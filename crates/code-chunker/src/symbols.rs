//! Class/function location extraction for the symbol index.
//!
//! Unlike segmentation this keeps methods nested under their class and skips
//! logical blocks and imports entirely. Names are unqualified, so a function
//! inside `mod a` and one at file level share a key; the later one wins.

use crate::naming::definition_name;
use crate::segmenter::{classify, Segment};
use crate::syntax::{child_by_field, end_point, named_children, start_point, SyntaxTree};
use serde::{Deserialize, Serialize};
use std::collections::{BTreeMap, HashSet};
use tree_sitter::Node;

/// Location of a named definition
#[derive(Debug, Clone, PartialEq, Eq, Serialize, Deserialize)]
pub struct SymbolEntry {
    pub name: String,
    pub file_path: String,
    pub start_byte: usize,
    pub end_byte: usize,
    /// 0-based `(row, column)`
    pub start_point: (usize, usize),
    /// 0-based `(row, column)`
    pub end_point: (usize, usize),
}

impl SymbolEntry {
    fn from_node(name: String, file_path: &str, node: Node<'_>) -> Self {
        Self {
            name,
            file_path: file_path.to_string(),
            start_byte: node.start_byte(),
            end_byte: node.end_byte(),
            start_point: start_point(node),
            end_point: end_point(node),
        }
    }

    /// 1-based inclusive line span
    pub const fn line_span(&self) -> (usize, usize) {
        (self.start_point.0 + 1, self.end_point.0 + 1)
    }
}

/// A class entry with its methods
#[derive(Debug, Clone, PartialEq, Eq, Serialize, Deserialize)]
pub struct ClassSymbol {
    #[serde(flatten)]
    pub entry: SymbolEntry,
    #[serde(default)]
    pub methods: BTreeMap<String, SymbolEntry>,
}

/// Definitions found in one file
#[derive(Debug, Clone, Default, PartialEq, Eq, Serialize, Deserialize)]
pub struct FileSymbols {
    pub classes: BTreeMap<String, ClassSymbol>,
    pub functions: BTreeMap<String, SymbolEntry>,
}

impl FileSymbols {
    pub fn is_empty(&self) -> bool {
        self.classes.is_empty() && self.functions.is_empty()
    }
}

/// Extract classes (with methods) and functions from a parsed file, looking
/// inside module and namespace bodies.
pub fn extract_symbols(tree: &SyntaxTree<'_>, file_path: &str) -> FileSymbols {
    let mut extraction = Extraction {
        tree,
        file_path,
        symbols: FileSymbols::default(),
        extension_only: HashSet::new(),
    };
    extraction.visit(&tree.top_level_nodes());
    extraction.symbols
}

struct Extraction<'a, 'src> {
    tree: &'a SyntaxTree<'src>,
    file_path: &'a str,
    symbols: FileSymbols,
    /// Classes so far only known from an extension block (`impl` before `struct`)
    extension_only: HashSet<String>,
}

impl Extraction<'_, '_> {
    fn visit(&mut self, nodes: &[Node<'_>]) {
        let (tree, file_path) = (self.tree, self.file_path);
        for &node in nodes {
            match classify(tree, node) {
                Segment::Class { definition } => {
                    let Some(name) = definition_name(tree, definition) else {
                        continue;
                    };
                    let methods = class_methods(tree, definition, file_path);
                    let entry = SymbolEntry::from_node(name.clone(), file_path, node);
                    let is_extension = tree.profile().is_extension(definition.kind());
                    self.add_class(name, entry, methods, is_extension);
                }
                Segment::Function {
                    name: Some(name), ..
                } => {
                    let entry = SymbolEntry::from_node(name.clone(), file_path, node);
                    self.symbols.functions.insert(name, entry);
                }
                Segment::Container { body } => self.visit(&named_children(body)),
                _ => {}
            }
        }
    }

    fn add_class(
        &mut self,
        name: String,
        entry: SymbolEntry,
        methods: BTreeMap<String, SymbolEntry>,
        is_extension: bool,
    ) {
        match self.symbols.classes.get_mut(&name) {
            Some(existing) if is_extension => existing.methods.extend(methods),
            Some(existing) if self.extension_only.remove(&name) => {
                existing.entry = entry;
                existing.methods.extend(methods);
            }
            _ => {
                if is_extension {
                    self.extension_only.insert(name.clone());
                }
                self.symbols.classes.insert(name, ClassSymbol { entry, methods });
            }
        }
    }
}

fn class_methods(
    tree: &SyntaxTree<'_>,
    definition: Node<'_>,
    file_path: &str,
) -> BTreeMap<String, SymbolEntry> {
    let mut methods = BTreeMap::new();
    let profile = tree.profile();
    let body = child_by_field(definition, "body").or_else(|| {
        named_children(definition)
            .into_iter()
            .find(|child| profile.is_class_body(child.kind()))
    });
    let Some(body) = body else {
        return methods;
    };

    for member in named_children(body) {
        if let Segment::Function {
            name: Some(name), ..
        } = classify(tree, member)
        {
            let entry = SymbolEntry::from_node(name.clone(), file_path, member);
            methods.insert(name, entry);
        }
    }
    methods
}

#[cfg(test)]
mod tests {
    use super::*;
    use crate::language::Language;
    use crate::syntax::{BundledGrammars, SyntaxParser};
    use pretty_assertions::assert_eq;

    fn symbols(language: Language, code: &str) -> FileSymbols {
        let mut parser = SyntaxParser::new(&BundledGrammars, language).unwrap();
        let tree = parser.parse(code).unwrap();
        extract_symbols(&tree, "src/file")
    }

    #[test]
    fn python_methods_nest_under_class() {
        let code = r#"import os

class Library:
    def __init__(self):
        self.books = []

    @property
    def size(self):
        return len(self.books)

def helper():
    pass

x = helper()
"#;
        let found = symbols(Language::Python, code);

        assert_eq!(found.classes.keys().collect::<Vec<_>>(), vec!["Library"]);
        assert_eq!(found.functions.keys().collect::<Vec<_>>(), vec!["helper"]);

        let library = &found.classes["Library"];
        assert_eq!(
            library.methods.keys().collect::<Vec<_>>(),
            vec!["__init__", "size"]
        );
        assert_eq!(library.entry.line_span(), (3, 9));

        let helper = &found.functions["helper"];
        assert_eq!(&code[helper.start_byte..helper.end_byte], "def helper():\n    pass");
    }

    #[test]
    fn rust_impl_methods_merge_into_struct() {
        let code = "struct Point { x: i32 }\n\nimpl Point {\n    fn new() -> Self { Point { x: 0 } }\n    fn x(&self) -> i32 { self.x }\n}\n\nfn main() {}\n";
        let found = symbols(Language::Rust, code);

        let point = &found.classes["Point"];
        assert_eq!(point.entry.start_point, (0, 0));
        assert_eq!(point.methods.keys().collect::<Vec<_>>(), vec!["new", "x"]);
        assert!(found.functions.contains_key("main"));
    }

    #[test]
    fn rust_impl_before_struct_keeps_methods() {
        let code = "impl Point {\n    fn len(&self) -> i32 { 0 }\n}\n\nstruct Point;\n";
        let found = symbols(Language::Rust, code);

        let point = &found.classes["Point"];
        assert_eq!(point.entry.start_point, (4, 0));
        assert_eq!(point.methods.keys().collect::<Vec<_>>(), vec!["len"]);
    }

    #[test]
    fn extracts_methods_inside_module_impl() {
        let code = "mod api {\n    pub struct Car;\n\n    impl Car {\n        pub fn drive(&self) {}\n        fn stop(&self) {}\n    }\n\n    pub mod nested {\n        pub fn park() {}\n    }\n}\n\nmod external;\n";
        let found = symbols(Language::Rust, code);

        let car = &found.classes["Car"];
        assert_eq!(car.entry.start_point, (1, 4));
        assert_eq!(car.methods.keys().collect::<Vec<_>>(), vec!["drive", "stop"]);
        assert_eq!(found.functions.keys().collect::<Vec<_>>(), vec!["park"]);
    }

    #[test]
    fn typescript_namespace_members_are_indexed() {
        let code = "namespace Shapes {\n  export class Circle {\n    area() { return 0; }\n  }\n  export function unit() { return new Circle(); }\n}\n\nenum Color { Red, Green }\n";
        let found = symbols(Language::TypeScript, code);

        assert_eq!(
            found.classes.keys().collect::<Vec<_>>(),
            vec!["Circle", "Color"]
        );
        assert!(found.classes["Circle"].methods.contains_key("area"));
        assert!(found.classes["Color"].methods.is_empty());
        assert_eq!(found.functions.keys().collect::<Vec<_>>(), vec!["unit"]);
    }

    #[test]
    fn javascript_class_methods_and_exports() {
        let code = "export class Cart {\n  add(item) { this.items.push(item); }\n  total() { return 0; }\n}\nexport function checkout(cart) {}\nconst render = () => null;\n";
        let found = symbols(Language::JavaScript, code);

        assert_eq!(
            found.classes["Cart"].methods.keys().collect::<Vec<_>>(),
            vec!["add", "total"]
        );
        assert_eq!(
            found.functions.keys().collect::<Vec<_>>(),
            vec!["checkout", "render"]
        );
    }
}
use thiserror::Error;

pub type Result<T> = std::result::Result<T, ChunkerError>;

/// Failures of a single chunking call.
///
/// Syntax errors in the input are not among them: tree-sitter always yields a
/// best-effort tree and segmentation runs over whatever it recovered.
#[derive(Error, Debug)]
pub enum ChunkerError {
    /// The parser returned no tree at all (cancelled or out of budget)
    #[error("Parse error: {0}")]
    ParseError(String),

    /// Unknown extension, a language disabled by configuration, or a grammar
    /// provider with nothing for the language
    #[error("Unsupported language: {0}")]
    UnsupportedLanguage(String),

    /// Fragment cap, name length or language list rejected
    #[error("Invalid configuration: {0}")]
    InvalidConfig(String),

    /// Unreadable file or content that is not UTF-8
    #[error("IO error: {0}")]
    IoError(#[from] std::io::Error),

    /// Grammar built against an ABI this tree-sitter cannot load
    #[error("Incompatible grammar: {0}")]
    IncompatibleGrammar(String),
}

impl ChunkerError {
    pub fn parse(msg: impl Into<String>) -> Self {
        Self::ParseError(msg.into())
    }

    pub fn unsupported_language(lang: impl Into<String>) -> Self {
        Self::UnsupportedLanguage(lang.into())
    }

    pub fn invalid_config(msg: impl Into<String>) -> Self {
        Self::InvalidConfig(msg.into())
    }

    pub fn incompatible_grammar(msg: impl Into<String>) -> Self {
        Self::IncompatibleGrammar(msg.into())
    }
}

#[cfg(test)]
mod tests {
    use super::*;

    #[test]
    fn messages_name_the_failure() {
        assert_eq!(
            ChunkerError::unsupported_language("cobol").to_string(),
            "Unsupported language: cobol"
        );
        assert_eq!(
            ChunkerError::incompatible_grammar("version 9").to_string(),
            "Incompatible grammar: version 9"
        );
    }
}
use crate::batch::{build_pool, discover, validate_root};
use crate::config::BatchConfig;
use crate::error::{IndexerError, Result};
use crate::scanner::relative_path;
use coderag_chunker::{Chunker, ClassSymbol, FileSymbols, SymbolEntry};
use rayon::prelude::*;
use serde::{Deserialize, Serialize};
use std::collections::BTreeMap;
use std::path::{Path, PathBuf};

#[derive(Debug, Clone, Copy, PartialEq, Eq, Serialize, Deserialize)]
#[serde(rename_all = "snake_case")]
pub enum SymbolKind {
    Class,
    Function,
}

/// A definition replaced by a same-named one from a later file
#[derive(Debug, Clone, PartialEq, Eq, Serialize, Deserialize)]
pub struct SymbolCollision {
    pub kind: SymbolKind,
    pub name: String,
    /// File whose definition was dropped
    pub shadowed: String,
    /// File whose definition is kept
    pub kept: String,
}

/// Project-wide name → location table.
///
/// Names are unqualified: when two files define the same top-level class or
/// function, the file walked last wins and the loser is listed in
/// [`SymbolIndex::collisions`].
#[derive(Debug, Clone, Default, PartialEq, Eq, Serialize, Deserialize)]
pub struct SymbolIndex {
    pub root: PathBuf,
    pub classes: BTreeMap<String, ClassSymbol>,
    pub functions: BTreeMap<String, SymbolEntry>,
    pub collisions: Vec<SymbolCollision>,
}

impl SymbolIndex {
    /// Index every supported file under `root` with default settings
    pub fn build(root: impl AsRef<Path>) -> Result<Self> {
        Self::build_with_config(root, &BatchConfig::default())
    }

    pub fn build_with_config(root: impl AsRef<Path>, config: &BatchConfig) -> Result<Self> {
        config.validate()?;
        let root = validate_root(root.as_ref())?;
        let chunker = Chunker::new(config.chunker.clone())?;
        let files = discover(&root, config, &chunker);

        let mut index = Self {
            root: root.clone(),
            ..Default::default()
        };
        if files.is_empty() {
            return Ok(index);
        }

        let pool = build_pool(config.worker_count().min(files.len()))?;
        let extracted: Vec<Option<FileSymbols>> = pool.install(|| {
            files
                .par_iter()
                .map(|(path, language)| {
                    let relative = relative_path(&root, path);
                    let symbols = std::fs::read_to_string(path)
                        .map_err(IndexerError::from)
                        .and_then(|content| {
                            chunker
                                .extract_symbols(&content, &relative, *language)
                                .map_err(IndexerError::from)
                        });
                    match symbols {
                        Ok(symbols) => Some(symbols),
                        Err(e) => {
                            log::warn!("Failed to extract symbols from {relative}: {e}");
                            None
                        }
                    }
                })
                .collect()
        });

        // Merge in walk order so later files overwrite earlier ones
        for symbols in extracted.into_iter().flatten() {
            index.merge(symbols);
        }

        log::info!(
            "Indexed {} classes and {} functions under {} ({} collisions)",
            index.classes.len(),
            index.functions.len(),
            root.display(),
            index.collisions.len()
        );
        Ok(index)
    }

    fn merge(&mut self, symbols: FileSymbols) {
        for (name, class) in symbols.classes {
            let kept = class.entry.file_path.clone();
            if let Some(previous) = self.classes.insert(name.clone(), class) {
                self.record_collision(SymbolKind::Class, name, previous.entry.file_path, kept);
            }
        }
        for (name, function) in symbols.functions {
            let kept = function.file_path.clone();
            if let Some(previous) = self.functions.insert(name.clone(), function) {
                self.record_collision(SymbolKind::Function, name, previous.file_path, kept);
            }
        }
    }

    fn record_collision(&mut self, kind: SymbolKind, name: String, shadowed: String, kept: String) {
        log::debug!("{kind:?} `{name}` in {shadowed} shadowed by {kept}");
        self.collisions.push(SymbolCollision {
            kind,
            name,
            shadowed,
            kept,
        });
    }

    /// Find a definition by name: functions first, then classes, then
    /// methods of any class.
    pub fn lookup(&self, name: &str) -> Option<&SymbolEntry> {
        self.functions
            .get(name)
            .or_else(|| self.classes.get(name).map(|class| &class.entry))
            .or_else(|| {
                self.classes
                    .values()
                    .find_map(|class| class.methods.get(name))
            })
    }

    /// Current source text of a definition, read from disk
    pub fn read_snippet(&self, name: &str) -> Result<String> {
        let entry = self
            .lookup(name)
            .ok_or_else(|| IndexerError::SymbolNotFound(name.to_string()))?;

        let bytes = std::fs::read(self.root.join(&entry.file_path))?;
        let slice = bytes.get(entry.start_byte..entry.end_byte).ok_or_else(|| {
            std::io::Error::new(
                std::io::ErrorKind::UnexpectedEof,
                format!("{} changed since it was indexed", entry.file_path),
            )
        })?;

        String::from_utf8(slice.to_vec())
            .map_err(|e| IndexerError::from(std::io::Error::new(std::io::ErrorKind::InvalidData, e)))
    }

    pub fn len(&self) -> usize {
        self.functions.len()
            + self
                .classes
                .values()
                .map(|class| 1 + class.methods.len())
                .sum::<usize>()
    }

    pub fn is_empty(&self) -> bool {
        self.classes.is_empty() && self.functions.is_empty()
    }
}

#[cfg(test)]
mod tests {
    use super::*;
    use pretty_assertions::assert_eq;
    use std::fs;
    use tempfile::tempdir;

    #[test]
    fn lookup_prefers_functions_then_classes_then_methods() {
        let temp = tempdir().unwrap();
        fs::write(
            temp.path().join("shop.py"),
            "class Cart:\n    def total(self):\n        return 0\n\n    def Cart(self):\n        pass\n\ndef checkout():\n    pass\n",
        )
        .unwrap();
        fs::write(temp.path().join("total.py"), "def total():\n    return 1\n").unwrap();

        let index = SymbolIndex::build(temp.path()).unwrap();

        assert_eq!(index.lookup("total").unwrap().file_path, "total.py");
        assert_eq!(index.lookup("Cart").unwrap().start_point, (0, 0));
        assert_eq!(index.lookup("checkout").unwrap().file_path, "shop.py");
        assert!(index.lookup("missing").is_none());
        assert_eq!(index.len(), 5);
    }

    #[test]
    fn read_snippet_returns_exact_source() {
        let temp = tempdir().unwrap();
        fs::create_dir_all(temp.path().join("src")).unwrap();
        fs::write(
            temp.path().join("src/lib.rs"),
            "struct Point;\n\nimpl Point {\n    fn norm(&self) -> f64 {\n        0.0\n    }\n}\n",
        )
        .unwrap();

        let index = SymbolIndex::build(temp.path()).unwrap();

        assert_eq!(
            index.read_snippet("norm").unwrap(),
            "fn norm(&self) -> f64 {\n        0.0\n    }"
        );
        assert_eq!(index.read_snippet("Point").unwrap(), "struct Point;");
        assert!(matches!(
            index.read_snippet("nothing"),
            Err(IndexerError::SymbolNotFound(_))
        ));
    }
}
use serde::{Deserialize, Serialize};
use std::collections::BTreeMap;

/// Statistics about a directory batch run
#[derive(Debug, Clone, Default, PartialEq, Eq, Serialize, Deserialize)]
pub struct BatchStats {
    /// Number of files processed
    pub files: usize,

    /// Number of chunks created
    pub chunks: usize,

    /// Total lines of code
    pub total_lines: usize,

    /// Time taken in milliseconds
    pub time_ms: u64,

    /// Files per language
    pub languages: BTreeMap<String, usize>,

    /// Files that failed, with the reason
    pub errors: Vec<String>,
}

impl BatchStats {
    pub fn new() -> Self {
        Self::default()
    }

    pub fn add_file(&mut self, language: &str, lines: usize) {
        self.files += 1;
        self.total_lines += lines;
        *self.languages.entry(language.to_string()).or_insert(0) += 1;
    }

    pub fn add_chunks(&mut self, count: usize) {
        self.chunks += count;
    }

    pub fn add_error(&mut self, error: String) {
        self.errors.push(error);
    }

    pub fn failed(&self) -> usize {
        self.errors.len()
    }
}

impl std::fmt::Display for BatchStats {
    fn fmt(&self, f: &mut std::fmt::Formatter<'_>) -> std::fmt::Result {
        write!(
            f,
            "Files: {} | Chunks: {} | Lines: {} | Failed: {} | {}ms",
            self.files,
            self.chunks,
            self.total_lines,
            self.failed(),
            self.time_ms
        )
    }
}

> _Goal of the exercise_:
Look through the entries above. Extract each line with the word "extracted".

> _Task response_:
        let extracted: Vec<Option<FileSymbols>> = pool.install(|| {
        for symbols in extracted.into_iter().flatten() {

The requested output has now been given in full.